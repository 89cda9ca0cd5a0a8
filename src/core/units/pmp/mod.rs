//! Physical Memory Protection.
//!
//! Three layers, leaf first:
//!
//! * [`range`]: decodes one entry into a `[base, limit)` range.
//! * [`table`]: the fixed 64-entry region table.
//! * [`checker`]: first-match evaluation of an access against a table.

pub mod checker;
pub mod range;
pub mod table;

pub use checker::{
    evaluate, evaluate_traced, evaluate_with, AccessRequest, AccessResult, EvalObserver,
    Evaluation, RegionTrace,
};
pub use range::{resolve, OverflowPolicy, RegionRange};
pub use table::{RegionEntry, RegionTable};
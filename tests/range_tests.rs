//! Integration tests for PMP range resolution.
//!
//! These tests cover each address-matching mode, TOR chaining through the
//! previous entry's raw address, and the overflow policies at the top of
//! the 32-bit address space.

use pmp_checker::common::PmpError;
use pmp_checker::core::arch::pmpcfg::{RegionConfig, RegionMode};
use pmp_checker::core::units::pmp::{resolve, OverflowPolicy, RegionRange};
use proptest::prelude::*;

fn cfg(mode: RegionMode) -> RegionConfig {
    RegionConfig::from_parts(mode, true, true, true)
}

fn resolve_ok(
    index: usize,
    mode: RegionMode,
    addr: u32,
    prev: Option<u32>,
) -> Option<RegionRange> {
    resolve(index, cfg(mode), addr, prev, OverflowPolicy::Error).unwrap()
}

/// Tests that disabled entries resolve to no range.
#[test]
fn test_off_is_disabled() {
    assert_eq!(resolve_ok(0, RegionMode::Off, 0x8000_0000, None), None);
    assert_eq!(resolve_ok(5, RegionMode::Off, u32::MAX, Some(7)), None);
}

/// Tests NA4 decoding.
#[test]
fn test_na4_range() {
    assert_eq!(
        resolve_ok(0, RegionMode::Na4, 0x8000, None),
        Some(RegionRange::new(0x8000, 0x8004))
    );
}

/// Tests TOR at index 0 starts at address 0.
#[test]
fn test_tor_first_entry() {
    assert_eq!(
        resolve_ok(0, RegionMode::Tor, 0x1000, None),
        Some(RegionRange::new(0, 0x1000))
    );
    // A stray previous address is ignored for entry 0.
    assert_eq!(
        resolve_ok(0, RegionMode::Tor, 0x1000, Some(0x500)),
        Some(RegionRange::new(0, 0x1000))
    );
}

/// Tests TOR chaining takes the previous raw address field.
#[test]
fn test_tor_chaining() {
    assert_eq!(
        resolve_ok(1, RegionMode::Tor, 0x2000, Some(0x1000)),
        Some(RegionRange::new(0x1000, 0x2000))
    );
}

/// Tests that TOR never overflows, even at the top of the address space.
#[test]
fn test_tor_at_top_of_space() {
    assert_eq!(
        resolve_ok(3, RegionMode::Tor, u32::MAX, Some(0xFFFF_0000)),
        Some(RegionRange::new(0xFFFF_0000, u32::MAX))
    );
}

/// Tests the minimal NAPOT encoding (one trailing one, 8 bytes).
#[test]
fn test_napot_minimal() {
    let range = resolve_ok(0, RegionMode::Napot, 0x8000_1001, None).unwrap();
    assert_eq!(range, RegionRange::new(0x8000_1000, 0x8000_1008));
    assert_eq!(range.size(), 8);

    let addr = 0x8000_100D;
    let range = resolve_ok(0, RegionMode::Napot, addr, None).unwrap();
    assert_eq!(range.base, addr & !7);
    assert_eq!(range.size(), 8);
}

/// Tests that an even NAPOT address keeps its NA4 base, which need not
/// be aligned to the four-byte size.
#[test]
fn test_napot_even_base_is_unaligned() {
    let range = resolve_ok(0, RegionMode::Napot, 0x2, None).unwrap();
    assert_eq!(range, RegionRange::new(0x2, 0x6));
    assert_ne!(range.base % range.size(), 0);
    assert!(range.contains(0x2));
}

/// Tests NAPOT decoding of three trailing ones into a 32-byte region.
#[test]
fn test_napot_three_trailing_ones() {
    assert_eq!(
        resolve_ok(0, RegionMode::Napot, 0x8000_0007, None),
        Some(RegionRange::new(0x8000_0000, 0x8000_0020))
    );
}

/// Tests that a NAPOT region ending exactly at 2^32 overflows under the
/// error policy and saturates otherwise.
#[test]
fn test_napot_overflow_policies() {
    let addr = 0xFFFF_FFF3;
    let err = resolve(9, cfg(RegionMode::Napot), addr, None, OverflowPolicy::Error).unwrap_err();
    assert_eq!(
        err,
        PmpError::RangeOverflow {
            index: 9,
            mode: RegionMode::Napot,
            address: addr,
        }
    );

    let sat = resolve(9, cfg(RegionMode::Napot), addr, None, OverflowPolicy::Saturate).unwrap();
    assert_eq!(sat, Some(RegionRange::new(0xFFFF_FFF0, u32::MAX)));
}

/// Tests NA4 overflow in the last word of the address space.
#[test]
fn test_na4_overflow_policies() {
    let err = resolve(0, cfg(RegionMode::Na4), 0xFFFF_FFFC, None, OverflowPolicy::Error);
    assert!(matches!(err, Err(PmpError::RangeOverflow { index: 0, .. })));

    let sat = resolve(0, cfg(RegionMode::Na4), 0xFFFF_FFFC, None, OverflowPolicy::Saturate);
    assert_eq!(sat, Ok(Some(RegionRange::new(0xFFFF_FFFC, u32::MAX))));

    // The last NA4 region that still fits.
    assert_eq!(
        resolve_ok(0, RegionMode::Na4, 0xFFFF_FFFB, None),
        Some(RegionRange::new(0xFFFF_FFFB, 0xFFFF_FFFF))
    );
}

/// Tests the overflow policy parser.
#[test]
fn test_overflow_policy_from_str() {
    assert_eq!("error".parse::<OverflowPolicy>(), Ok(OverflowPolicy::Error));
    assert_eq!("Saturate".parse::<OverflowPolicy>(), Ok(OverflowPolicy::Saturate));
    assert!("wrap".parse::<OverflowPolicy>().is_err());
    assert_eq!(OverflowPolicy::default(), OverflowPolicy::Error);
}

proptest! {
    /// NAPOT with bit 0 clear decodes exactly like NA4.
    #[test]
    fn prop_napot_even_matches_na4(addr in any::<u32>().prop_map(|a| a & !1)) {
        for policy in [OverflowPolicy::Error, OverflowPolicy::Saturate] {
            let na4 = resolve(0, cfg(RegionMode::Na4), addr, None, policy);
            let napot = resolve(0, cfg(RegionMode::Napot), addr, None, policy);
            match (na4, napot) {
                (Ok(a), Ok(b)) => prop_assert_eq!(a, b),
                (Err(_), Err(_)) => {}
                (a, b) => prop_assert!(false, "NA4 {:?} vs NAPOT {:?}", a, b),
            }
        }
    }

    /// A decoded NAPOT range always contains the encoded address.
    #[test]
    fn prop_napot_covers_addr(addr in any::<u32>()) {
        let resolved = resolve(0, cfg(RegionMode::Napot), addr, None, OverflowPolicy::Error);
        if let Ok(Some(range)) = resolved {
            prop_assert!(range.contains(addr));
        }
    }

    /// With at least one trailing one, a NAPOT range is a power of two
    /// in size and aligned to it.
    #[test]
    fn prop_napot_odd_is_size_aligned(addr in any::<u32>().prop_map(|a| a | 1)) {
        let resolved = resolve(0, cfg(RegionMode::Napot), addr, None, OverflowPolicy::Error);
        if let Ok(Some(range)) = resolved {
            let size = range.size();
            prop_assert!(size.is_power_of_two());
            prop_assert!(size >= 8);
            prop_assert_eq!(range.base % size, 0);
        }
    }

    /// TOR bounds are the two raw address fields, whatever their order.
    #[test]
    fn prop_tor_uses_raw_fields(index in 1usize..64, prev in any::<u32>(), addr in any::<u32>()) {
        let range = resolve(index, cfg(RegionMode::Tor), addr, Some(prev), OverflowPolicy::Error);
        prop_assert_eq!(range, Ok(Some(RegionRange::new(prev, addr))));
    }
}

TASK OBJECTIVE: Begin at the top of the records above and quote each line exactly, ending with the line that contains "against a table.".

SOLUTION TO THE PROBLEM:
repository 89cda9ca0cd5a0a8
filename src/core/units/pmp/mod.rs
//! Physical Memory Protection.
//!
//! Three layers, leaf first:
//!
//! * [`range`]: decodes one entry into a `[base, limit)` range.
//! * [`table`]: the fixed 64-entry region table.
//! * [`checker`]: first-match evaluation of an access against a table.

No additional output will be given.